Consegue alle considerazioni che precedono che il delitto contestato non può, nella specie, ritenersi sussistente, dovendo condividersi il rilievo, formulato dalla Difesa e disatteso in sede di merito, secondo cui i fatti, ove peraltro contestati in maniera più puntuale, avrebbero potuto essere qualificati ai sensi dell’art. 642, secondo comma, cod. pen., che punisce la condotta di colui il quale, al fine di conseguire per sé o per altri l’indennizzo di una assicurazione o comunque un vantaggio derivante da un contratto di assicurazione, cagiona a sé stesso una lesione personale o aggrava le conseguenze della lesione personale prodotta da un infortunio o denuncia un sinistro non accaduto ovvero distrugge, falsifica, altera o precostituisce elementi di prova o documentazione relativi al sinistro; delitto per il quale, in relazione alla posizione degli odierni imputati, nel caso di specie manca la querela richiesta.
3.4. L’insussistenza nel caso di specie del falso ideologico commesso dal privato in atto pubblico (art.483 cod. pen.).

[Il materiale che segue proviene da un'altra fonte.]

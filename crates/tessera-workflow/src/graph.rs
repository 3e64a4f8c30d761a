use std::collections::{BTreeMap, HashMap, HashSet};

use crate::error::WorkflowError;
use crate::task::TaskSpec;

/// A validated task graph with its batch plan.
#[derive(Debug, Clone)]
pub struct Graph {
  tasks: BTreeMap<String, TaskSpec>,
  /// Adjacency list: task -> tasks that depend on it.
  adjacency: HashMap<String, Vec<String>>,
  /// Reverse adjacency: task -> its predecessors.
  reverse_adjacency: HashMap<String, Vec<String>>,
  /// Tasks with no predecessors.
  entry_points: Vec<String>,
  /// The single task nothing depends on.
  terminal: String,
  /// Kahn levels: every task's predecessors sit in earlier batches.
  batches: Vec<Vec<String>>,
}

impl Graph {
  /// Validate `specs` and compile the batch plan.
  pub fn new(specs: Vec<TaskSpec>) -> Result<Self, WorkflowError> {
    let mut tasks = BTreeMap::new();
    for spec in specs {
      if tasks.contains_key(&spec.name) {
        return Err(WorkflowError::DuplicateTask(spec.name));
      }
      tasks.insert(spec.name.clone(), spec);
    }

    let mut adjacency: HashMap<String, Vec<String>> = HashMap::new();
    let mut reverse_adjacency: HashMap<String, Vec<String>> = HashMap::new();
    for name in tasks.keys() {
      adjacency.entry(name.clone()).or_default();
      reverse_adjacency.entry(name.clone()).or_default();
    }

    for spec in tasks.values() {
      let mut seen = HashSet::new();
      for predecessor in &spec.depends_on {
        if predecessor == &spec.name {
          return Err(WorkflowError::SelfDependency(spec.name.clone()));
        }
        if !tasks.contains_key(predecessor) {
          return Err(WorkflowError::UnknownPredecessor {
            task: spec.name.clone(),
            predecessor: predecessor.clone(),
          });
        }
        if !seen.insert(predecessor.as_str()) {
          continue;
        }
        adjacency
          .entry(predecessor.clone())
          .or_default()
          .push(spec.name.clone());
        reverse_adjacency
          .entry(spec.name.clone())
          .or_default()
          .push(predecessor.clone());
      }
    }

    detect_cycle(&tasks, &adjacency)?;

    let entry_points: Vec<String> = tasks
      .keys()
      .filter(|name| reverse_adjacency.get(*name).is_none_or(|v| v.is_empty()))
      .cloned()
      .collect();
    if entry_points.is_empty() {
      return Err(WorkflowError::NoEntryPoints);
    }

    let mut terminals: Vec<String> = tasks
      .keys()
      .filter(|name| adjacency.get(*name).is_none_or(|v| v.is_empty()))
      .cloned()
      .collect();
    if terminals.len() != 1 {
      return Err(WorkflowError::TerminalCount { found: terminals });
    }
    let terminal = terminals.swap_remove(0);

    let batches = kahn_levels(&tasks, &adjacency, &reverse_adjacency);

    Ok(Self {
      tasks,
      adjacency,
      reverse_adjacency,
      entry_points,
      terminal,
      batches,
    })
  }

  pub fn get(&self, name: &str) -> Option<&TaskSpec> {
    self.tasks.get(name)
  }

  pub fn len(&self) -> usize {
    self.tasks.len()
  }

  pub fn is_empty(&self) -> bool {
    self.tasks.is_empty()
  }

  pub fn task_names(&self) -> impl Iterator<Item = &str> {
    self.tasks.keys().map(String::as_str)
  }

  /// Tasks with no predecessors.
  pub fn entry_points(&self) -> &[String] {
    &self.entry_points
  }

  pub fn terminal(&self) -> &str {
    &self.terminal
  }

  /// Tasks that depend on `name`.
  pub fn downstream(&self, name: &str) -> &[String] {
    self
      .adjacency
      .get(name)
      .map(|v| v.as_slice())
      .unwrap_or(&[])
  }

  /// Predecessors of `name`.
  pub fn upstream(&self, name: &str) -> &[String] {
    self
      .reverse_adjacency
      .get(name)
      .map(|v| v.as_slice())
      .unwrap_or(&[])
  }

  /// Whether `name` waits on more than one predecessor.
  pub fn is_join_point(&self, name: &str) -> bool {
    self.upstream(name).len() > 1
  }

  /// The batch plan, in execution order. Names within a batch are sorted.
  pub fn batches(&self) -> &[Vec<String>] {
    &self.batches
  }

  /// The loop applied between passes: from the terminal task back to the
  /// entry tasks. Never part of topological execution.
  pub fn back_edge(&self) -> (&str, &[String]) {
    (&self.terminal, &self.entry_points)
  }
}

/// Check for cycles using DFS.
fn detect_cycle(
  tasks: &BTreeMap<String, TaskSpec>,
  adjacency: &HashMap<String, Vec<String>>,
) -> Result<(), WorkflowError> {
  #[derive(Clone, Copy, PartialEq)]
  enum Color {
    White,
    Gray,
    Black,
  }

  fn dfs<'a>(
    node: &'a str,
    adjacency: &'a HashMap<String, Vec<String>>,
    color: &mut HashMap<&'a str, Color>,
  ) -> Option<&'a str> {
    color.insert(node, Color::Gray);
    if let Some(neighbors) = adjacency.get(node) {
      for neighbor in neighbors {
        match color.get(neighbor.as_str()) {
          Some(Color::Gray) => return Some(neighbor.as_str()),
          Some(Color::White) => {
            if let Some(found) = dfs(neighbor, adjacency, color) {
              return Some(found);
            }
          }
          _ => {}
        }
      }
    }
    color.insert(node, Color::Black);
    None
  }

  let mut color: HashMap<&str, Color> = tasks.keys().map(|n| (n.as_str(), Color::White)).collect();
  for name in tasks.keys() {
    if color.get(name.as_str()) == Some(&Color::White) {
      if let Some(found) = dfs(name, adjacency, &mut color) {
        return Err(WorkflowError::CycleDetected(found.to_string()));
      }
    }
  }
  Ok(())
}

/// Group tasks by dependency depth. Only called on acyclic graphs.
fn kahn_levels(
  tasks: &BTreeMap<String, TaskSpec>,
  adjacency: &HashMap<String, Vec<String>>,
  reverse_adjacency: &HashMap<String, Vec<String>>,
) -> Vec<Vec<String>> {
  let mut remaining: HashMap<&str, usize> = tasks
    .keys()
    .map(|n| (n.as_str(), reverse_adjacency.get(n).map_or(0, Vec::len)))
    .collect();

  let mut current: Vec<&str> = tasks
    .keys()
    .map(String::as_str)
    .filter(|n| remaining.get(n) == Some(&0))
    .collect();

  let mut batches = Vec::new();
  while !current.is_empty() {
    let mut next = Vec::new();
    for name in &current {
      for downstream in adjacency.get(*name).into_iter().flatten() {
        if let Some(count) = remaining.get_mut(downstream.as_str()) {
          *count -= 1;
          if *count == 0 {
            next.push(downstream.as_str());
          }
        }
      }
    }
    current.sort_unstable();
    batches.push(current.iter().map(|n| n.to_string()).collect());
    current = next;
  }
  batches
}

Viceversa, la sentenza impugnata ha correttamente escluso la riconducibilità delle condotte ascritte agli imputati all’ipotesi di falsità ideologica commessa dal privato in atto pubblico prevista dall’art. 483 cod. pen.
Detta fattispecie, infatti, ricorre sussiste qualora l’atto pubblico, nel quale la dichiarazione del privato è stata trasfusa, sia destinato a provare la verità dei fatti attestati e cioè quando una norma giuridica obblighi il privato a dichiarare il vero ricollegando specifici effetti all’atto documento nel quale la sua dichiarazione è stata inserita dal pubblico ufficiale ricevente (cosi Sez. U, n. 6, del 17/02/1999, Lucarotti, Rv. 212782 – 01 e Sez. U, n. 28 del 15/12/1999, dep. 2000, Gabrielli, Rv. 215413 – 01; nella giurisprudenza più recente Sez. 5, n. 22859 del 17/04/2019, Di Domenico, Rv. 276632 – 01; Sez. 5, n. 5365 del 15/01/2018, Guidi, Rv. 272110 – 01; Sez. 5, n. 39215 del 4/06/2015, Cremonese, Rv. 264841 – 01; Sez. 5, n. 18279 del 2/04/2014, Scalici, Rv. 259883 – 01).